Verblistern: Zugewinn für die Therapiesicherheit Alexandra Negt, 26.07.2022 09:40 Uhr
Nur wenige Apotheken verblistern selbst. Es sind meist nur diejenigen, die mit mehreren Pflegeheimen zusammenarbeiten. Denn das Blistern ist immer noch eine Selbstzahlerleistung – die Kasse übernimmt die Kosten nicht. Andere Länder sind da schon viel weiter und profitieren von besserer Therapiesicherheit, die sich aus patientenindividuell abgepackten Arzneimitteln ergibt, erzählt Robert Hüttner, Apotheker und Mitglied der Geschäftsleitung der Medipolis-Apotheken in Jena. Er will auf das Thema aufmerksam machen, denn jede Apotheke kann das Angebot machen, egal ob ein Blisterzentrum angeschlossen ist oder nicht.

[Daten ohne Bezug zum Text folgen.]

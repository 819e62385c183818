//! BIOS command handlers.

use tabled::Tabled;

use bmcsync_core::{AttributeChange, BiosOutcome};

use crate::cli::{BiosArgs, BiosCommand, GlobalOpts, OutputFormat};
use crate::error::CliError;
use crate::output;

use super::util;

// ── Table rows ──────────────────────────────────────────────────────

#[derive(Tabled)]
struct AttributeRow {
    #[tabled(rename = "Attribute")]
    name: String,
    #[tabled(rename = "Value")]
    value: String,
    #[tabled(rename = "Override")]
    marker: &'static str,
}

#[derive(Tabled)]
struct ChangeRow {
    #[tabled(rename = "Attribute")]
    key: String,
    #[tabled(rename = "Current")]
    current: String,
    #[tabled(rename = "Desired")]
    desired: String,
}

impl From<&AttributeChange> for ChangeRow {
    fn from(c: &AttributeChange) -> Self {
        Self {
            key: c.key.clone(),
            current: c.current.clone().unwrap_or_else(|| "(not reported)".into()),
            desired: c.desired.clone(),
        }
    }
}

fn attributes_table(outcome: &BiosOutcome) -> String {
    let rows: Vec<AttributeRow> = outcome
        .attributes
        .iter()
        .map(|(name, value)| AttributeRow {
            name: name.clone(),
            value: value.clone(),
            marker: if outcome.changes.iter().any(|c| &c.key == name) {
                "*"
            } else {
                ""
            },
        })
        .collect();

    format!(
        "Identity: {}\nResource: {} ({})\n{}",
        outcome.identity,
        outcome.odata_id,
        outcome.id,
        output::render_table(&rows)
    )
}

fn render_changes(global: &GlobalOpts, changes: &[AttributeChange]) -> Result<String, CliError> {
    output::render_list(&global.output, changes, |c| ChangeRow::from(c), |c| {
        format!("{}={}", c.key, c.desired)
    })
}

/// Empty tables are suppressed; structured formats still print `[]`.
fn nothing_to_show(global: &GlobalOpts, outcome: &BiosOutcome) -> bool {
    outcome.changes.is_empty() && matches!(global.output, OutputFormat::Table)
}

// ── Handler ─────────────────────────────────────────────────────────

pub async fn handle(args: BiosArgs, global: &GlobalOpts) -> Result<(), CliError> {
    match args.command {
        BiosCommand::Show { set } => {
            let overrides = util::parse_assignments(&set)?;
            let outcome = util::connect(global).await?.read_bios(&overrides).await?;

            let out = output::render_single(&global.output, &outcome, attributes_table, |o| {
                o.attributes
                    .iter()
                    .map(|(k, v)| format!("{k}={v}"))
                    .collect::<Vec<_>>()
                    .join("\n")
            })?;
            output::print_output(&out, global.quiet);
        }

        BiosCommand::Diff { set } => {
            let overrides = util::parse_assignments(&set)?;
            let outcome = util::connect(global).await?.read_bios(&overrides).await?;

            if outcome.changes.is_empty() && !global.quiet {
                eprintln!("BIOS attributes already match.");
            }
            let out = render_changes(global, &outcome.changes)?;
            output::print_output(&out, global.quiet || nothing_to_show(global, &outcome));
        }

        BiosCommand::Apply { set } => {
            let overrides = util::parse_assignments(&set)?;
            let outcome = util::connect(global).await?.apply_bios(&overrides).await?;

            if !global.quiet {
                if outcome.changes.is_empty() {
                    eprintln!("BIOS attributes already match; nothing staged.");
                } else {
                    eprintln!(
                        "Staged {} attribute change(s); they take effect on the next boot.",
                        outcome.changes.len()
                    );
                }
            }
            let out = render_changes(global, &outcome.changes)?;
            output::print_output(&out, global.quiet || nothing_to_show(global, &outcome));
        }
    }
    Ok(())
}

Apotheker Robert Hüttner sieht im Verblistern zahlreiche Vorteile für Patient:innen und Angehörige. „Das Vorteilhafte am Verblistern ist, dass es sich um einen Prozess handelt, der die Arzneimittelsicherheit erhöht, maschinell durchführbar und zudem skalierbar ist.“ Hüttner ist bewusst, dass viele Apotheken sich vor dem Thema scheuen, da es zunächst Arbeit bedeutet. Aber: Um einem Patienten/einer Patientin das Angebot machen zu können, muss die Apotheke keinem Blisterzentrum angeschlossen sein, gibt er zu bedenken.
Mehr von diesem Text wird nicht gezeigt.